Effects of FTY720 activation of PI3K signaling pathway to induce autophagy on proliferation and migration of gastric cancer cells

Abstract

Abstract Background Fingolimod (FTY720), a synthetic analogue of myriocon, has been the subject of numerous studies investigating its antitumor activity. Autophagy, a distinctive cellular process in eukaryotic cells, has been extensively explored in cancer metastasis research.The mechanisms by which FTY720 regulates autophagy in gastric cancer are still not clear.Therefore, exploring the relationship between FTY720 and autophagy regulation will help provide a new perspective for GC treatment. Methods We are using gene database analysis to investigate the impact of FTY720 on tumor progression. We aim to elucidate the effects of FTY720 on the biological behavior of gastric cancer cells SGC-7901 and HGC-27 in vitro, particularly focusing on the regulation of autophagy, as well as its influence on tumor growth in vivo.

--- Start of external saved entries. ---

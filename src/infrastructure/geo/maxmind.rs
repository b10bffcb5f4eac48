//! MaxMind City database lookup.

use std::net::IpAddr;

use maxminddb::{Reader, geoip2};
use tracing::trace;

use super::service::{GeoLocation, GeoLookup};

/// Geo lookup backed by a MaxMind GeoLite2/GeoIP2 City `.mmdb` file read into memory.
pub struct MaxMindGeoLookup {
    reader: Reader<Vec<u8>>,
}

impl MaxMindGeoLookup {
    /// Reads the database at `path`.
    ///
    /// # Errors
    ///
    /// Returns the reader error if the file is missing or is not a valid MMDB file.
    pub fn open(path: &str) -> Result<Self, maxminddb::MaxMindDbError> {
        let reader = Reader::open_readfile(path)?;
        Ok(Self { reader })
    }

    fn lookup_city(&self, ip: IpAddr) -> Option<GeoLocation> {
        let result = self.reader.lookup(ip).ok()?;
        let city: geoip2::City = result.decode().ok()??;

        let region = city.subdivisions.first().and_then(|subdivision| {
            subdivision
                .iso_code
                .or(subdivision.names.english)
                .map(str::to_string)
        });

        Some(GeoLocation {
            country: city.country.iso_code.map(str::to_string),
            region,
            city: city.city.names.english.map(str::to_string),
            latitude: city.location.latitude,
            longitude: city.location.longitude,
        })
    }
}

impl GeoLookup for MaxMindGeoLookup {
    fn lookup(&self, ip: &str) -> GeoLocation {
        let Ok(addr) = ip.parse::<IpAddr>() else {
            return GeoLocation::default();
        };

        let location = self.lookup_city(addr).unwrap_or_default();
        trace!(ip, country = ?location.country, city = ?location.city, "MaxMind lookup");
        location
    }

    fn name(&self) -> &'static str {
        "maxmind"
    }
}
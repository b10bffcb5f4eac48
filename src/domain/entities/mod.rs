//! Core domain entities.
//!
//! - [`Link`] - A shortened URL mapping with optional device-specific target
//! - [`ClickEvent`] - One recorded visit on a link
//!
//! Creation inputs live next to their entity: [`CreateLink`] carries raw caller
//! fields, [`NewLink`] and [`NewClickEvent`] are the rows handed to repositories.

pub mod click;
pub mod link;

pub use click::{ClickEvent, DEFAULT_DEVICE_TYPE, NewClickEvent, UNKNOWN_LABEL};
pub use link::{CreateLink, InsertOutcome, Link, NewLink};
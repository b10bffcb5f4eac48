//! Geo lookup trait and location type.

use std::sync::Arc;

use tracing::{info, warn};

use super::{MaxMindGeoLookup, NullGeoLookup};

/// Location resolved for an IP address. Every field may be absent.
#[derive(Debug, Clone, Default, PartialEq)]
pub struct GeoLocation {
    pub country: Option<String>,
    pub region: Option<String>,
    pub city: Option<String>,
    pub latitude: Option<f64>,
    pub longitude: Option<f64>,
}

/// IP to location resolver.
///
/// Lookups are synchronous and infallible: private, reserved, malformed or
/// unknown addresses resolve to [`GeoLocation::default`].
pub trait GeoLookup: Send + Sync {
    fn lookup(&self, ip: &str) -> GeoLocation;

    /// Short provider name for logs.
    fn name(&self) -> &'static str;
}

/// Opens the MaxMind database at `path`, falling back to [`NullGeoLookup`]
/// when no path is configured or the file cannot be read.
pub fn geo_lookup_from_path(path: Option<&str>) -> Arc<dyn GeoLookup> {
    let Some(path) = path.filter(|p| !p.trim().is_empty()) else {
        info!("GEOIP_DB_PATH not set, click locations will be empty");
        return Arc::new(NullGeoLookup::new());
    };

    match MaxMindGeoLookup::open(path) {
        Ok(lookup) => {
            info!(path, "Loaded GeoIP database");
            Arc::new(lookup)
        }
        Err(e) => {
            warn!(path, error = %e, "Failed to open GeoIP database, click locations will be empty");
            Arc::new(NullGeoLookup::new())
        }
    }
}

#[cfg(test)]
mod tests {
    use super::*;

    #[test]
    fn test_missing_path_falls_back_to_null() {
        assert_eq!(geo_lookup_from_path(None).name(), "null");
        assert_eq!(geo_lookup_from_path(Some("  ")).name(), "null");
    }

    #[test]
    fn test_unreadable_database_falls_back_to_null() {
        let lookup = geo_lookup_from_path(Some("/nonexistent/GeoLite2-City.mmdb"));

        assert_eq!(lookup.name(), "null");
        assert_eq!(lookup.lookup("8.8.8.8"), GeoLocation::default());
    }
}
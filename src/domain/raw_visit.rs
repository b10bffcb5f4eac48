//! Raw visit captured on the redirect path, before enrichment.

/// An un-enriched visit, handed from the redirect path to the click worker.
///
/// The IP is already normalized (see [`crate::utils::client_ip::normalize_ip`]).
/// Enrichment into a [`crate::domain::entities::NewClickEvent`] happens in the
/// background so the redirect never waits on geo or user-agent parsing.
#[derive(Debug, Clone, PartialEq)]
pub struct RawVisit {
    pub link_id: i64,
    pub ip_address: String,
    pub user_agent: String,
    pub referrer: Option<String>,
}

impl RawVisit {
    pub fn new(
        link_id: i64,
        ip_address: String,
        user_agent: Option<&str>,
        referrer: Option<&str>,
    ) -> Self {
        Self {
            link_id,
            ip_address,
            user_agent: user_agent.unwrap_or("Unknown").to_string(),
            referrer: referrer.map(|s| s.to_string()),
        }
    }
}

#[cfg(test)]
mod tests {
    use super::*;

    #[test]
    fn test_raw_visit_full() {
        let visit = RawVisit::new(
            5,
            "192.168.1.1".to_string(),
            Some("Mozilla/5.0"),
            Some("https://google.com"),
        );

        assert_eq!(visit.link_id, 5);
        assert_eq!(visit.ip_address, "192.168.1.1");
        assert_eq!(visit.user_agent, "Mozilla/5.0");
        assert_eq!(visit.referrer.as_deref(), Some("https://google.com"));
    }

    #[test]
    fn test_raw_visit_missing_user_agent() {
        let visit = RawVisit::new(1, "127.0.0.1".to_string(), None, None);

        assert_eq!(visit.user_agent, "Unknown");
        assert!(visit.referrer.is_none());
    }
}
//! Helpers shared by the service and HTTP layers.
//!
//! - [`code_generator`] - Short code generation and validation
//! - [`user_agent`] - User-agent parsing and device classification
//! - [`client_ip`] - Client address and referrer extraction
//! - [`timestamp`] - Lenient timestamp parsing for query and body fields
//! - [`db_error`] - Database error classification

pub mod client_ip;
pub mod code_generator;
pub mod db_error;
pub mod timestamp;
pub mod user_agent;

We will integrate histological and molecular methods to assess the biological behavior and explore the molecular mechanisms both in vitro and in vivo. Results Based on the database used in this investigation, it was discovered that FTY720 might inhibit the proliferation of cancer cells via inducing autophagy.FTY720 functions as a regulatory factor to promote autophagy expression, prevent GC cell proliferation, migration, and invasion in culture, and slow the formation of tumors in vivo.Experiments using the autophagy inhibitor (HCQ) revealed that FTY720's regulatory inhibition was dramatically reduced.Additionally, we showed that FTY720 significantly boosted PI3K phosphorylation levels although its total protein levels in GC cell lines did not alter appreciably. Conclusion In conclusion, our study demonstrated that FTY720 activates the PI3K pathway to cause autophagy, limit GC cell migration and invasion, and induce autophagy. It also suggested that FTY720 signaling molecules may be used as prospective GC therapeutic targets.